Where does the word "String" appear in the data? Copy every line that holds it.

Records for the task:
________

// =============================================================================
// Ring Store (C3)
// =============================================================================
//
// Bounded closed-candle history per timeframe, plus the timeframe's current
// partial candle. Pushing past capacity evicts the oldest closed candle —
// the same fixed-capacity VecDeque shape the teacher uses for its own
// candle buffer.
// =============================================================================

use std::collections::{HashMap, VecDeque};

use crate::candle::Candle;

/// Fixed-capacity closed-candle history for one timeframe, plus its current
/// partial (in-progress) candle.
#[derive(Debug, Clone)]
pub struct Ring {
    capacity: usize,
    closed: VecDeque<Candle>,
    partial: Option<Candle>,
}

impl Ring {
    pub fn new(capacity: usize) -> Self {
        Self {
            capacity: capacity.max(1),
            closed: VecDeque::with_capacity(capacity.max(1)),
            partial: None,
        }
    }

    /// Push a newly closed candle, evicting the oldest if at capacity.
    pub fn push_closed(&mut self, candle: Candle) {
        if self.closed.len() >= self.capacity {
            self.closed.pop_front();
        }
        self.closed.push_back(candle);
    }

    pub fn set_partial(&mut self, candle: Candle) {
        self.partial = Some(candle);
    }

    pub fn partial(&self) -> Option<&Candle> {
        self.partial.as_ref()
    }

    /// Closed candles oldest-first, capped at `capacity`.
    pub fn closed(&self) -> impl DoubleEndedIterator<Item = &Candle> {
        self.closed.iter()
    }

    pub fn last_closed(&self) -> Option<&Candle> {
        self.closed.back()
    }

    pub fn len(&self) -> usize {
        self.closed.len()
    }

    pub fn is_empty(&self) -> bool {
        self.closed.is_empty()
    }

    pub fn capacity(&self) -> usize {
        self.capacity
    }

    /// Closed candle closes, oldest-first.
    pub fn closes(&self) -> Vec<f64> {
        self.closed.iter().map(|c| c.close).collect()
    }

    /// Copy the last `window` closed candles into a fresh read-only buffer,
    /// chronological order, for downstream computation (e.g. warm-up replay,
    /// a volatility window) without holding a reference into the ring (§4.3).
    pub fn snapshot(&self, window: usize) -> Vec<Candle> {
        let skip = self.closed.len().saturating_sub(window);
        self.closed.iter().skip(skip).copied().collect()
    }
}

/// One [`Ring`] per configured timeframe.
#[derive(Debug, Clone, Default)]
pub struct RingStore {
    rings: HashMap<String, Ring>,
}

impl RingStore {
    pub fn new() -> Self {
        Self {
            rings: HashMap::new(),
        }
    }

    pub fn register(&mut self, label: impl Into<String>, capacity: usize) {
        self.rings.insert(label.into(), Ring::new(capacity));
    }

    pub fn ring(&self, label: &str) -> Option<&Ring> {
        self.rings.get(label)
    }

    pub fn ring_mut(&mut self, label: &str) -> Option<&mut Ring> {
        self.rings.get_mut(label)
    }

    pub fn push_closed(&mut self, label: &str, candle: Candle) {
        if let Some(ring) = self.rings.get_mut(label) {
            ring.push_closed(candle);
        }
    }

    pub fn set_partial(&mut self, label: &str, candle: Candle) {
        if let Some(ring) = self.rings.get_mut(label) {
            ring.set_partial(candle);
        }
    }

    /// See [`Ring::snapshot`]. Returns an empty buffer for an unregistered
    /// timeframe rather than panicking.
    pub fn snapshot(&self, label: &str, window: usize) -> Vec<Candle> {
        self.rings.get(label).map(|r| r.snapshot(window)).unwrap_or_default()
    }
}

// =============================================================================
// Tests
// =============================================================================
#[cfg(test)]
mod tests {
    use super::*;

    fn candle(open_ts: i64, close: f64) -> Candle {
        Candle {
            open_ts,
            open: close,
            high: close,
            low: close,
            close,
            volume: 1.0,
            closed: true,
        }
    }

    #[test]
    fn evicts_oldest_past_capacity() {
        let mut ring = Ring::new(3);
        ring.push_closed(candle(0, 1.0));
        ring.push_closed(candle(1, 2.0));
        ring.push_closed(candle(2, 3.0));
        ring.push_closed(candle(3, 4.0));
        assert_eq!(ring.len(), 3);
        assert_eq!(ring.closes(), vec![2.0, 3.0, 4.0]);
    }

    #[test]
    fn partial_is_independent_of_closed_history() {
        let mut ring = Ring::new(2);
        ring.push_closed(candle(0, 1.0));
        ring.set_partial(candle(1, 99.0));
        assert_eq!(ring.len(), 1);
        assert_eq!(ring.partial().unwrap().close, 99.0);
    }

    #[test]
    fn capacity_zero_treated_as_one() {
        let ring = Ring::new(0);
        assert_eq!(ring.capacity(), 1);
    }

    #[test]
    fn ring_store_tracks_multiple_timeframes_independently() {
        let mut store = RingStore::new();
        store.register("1m", 5);
        store.register("5m", 2);
        store.push_closed("1m", candle(0, 1.0));
        store.push_closed("5m", candle(0, 2.0));
        store.push_closed("5m", candle(1, 3.0));
        store.push_closed("5m", candle(2, 4.0));
        assert_eq!(store.ring("1m").unwrap().len(), 1);
        assert_eq!(store.ring("5m").unwrap().closes(), vec![3.0, 4.0]);
    }

    #[test]
    fn last_closed_returns_most_recent() {
        let mut ring = Ring::new(3);
        ring.push_closed(candle(0, 1.0));
        ring.push_closed(candle(1, 2.0));
        assert_eq!(ring.last_closed().unwrap().close, 2.0);
    }

    #[test]
    fn empty_ring_has_no_last_closed() {
        let ring = Ring::new(3);
        assert!(ring.last_closed().is_none());
        assert!(ring.is_empty());
    }

    #[test]
    fn snapshot_returns_last_window_chronologically() {
        let mut ring = Ring::new(10);
        for i in 0..5 {
            ring.push_closed(candle(i, i as f64));
        }
        let snap = ring.snapshot(3);
        assert_eq!(snap.iter().map(|c| c.close).collect::<Vec<_>>(), vec![2.0, 3.0, 4.0]);
    }

    #[test]
    fn snapshot_wider_than_history_returns_all() {
        let mut ring = Ring::new(10);
        ring.push_closed(candle(0, 1.0));
        assert_eq!(ring.snapshot(50).len(), 1);
    }

    #[test]
    fn store_snapshot_on_unregistered_timeframe_is_empty() {
        let store = RingStore::new();
        assert!(store.snapshot("1m", 10).is_empty());
    }
}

________

Output:
    rings: HashMap<String, Ring>,
    pub fn register(&mut self, label: impl Into<String>, capacity: usize) {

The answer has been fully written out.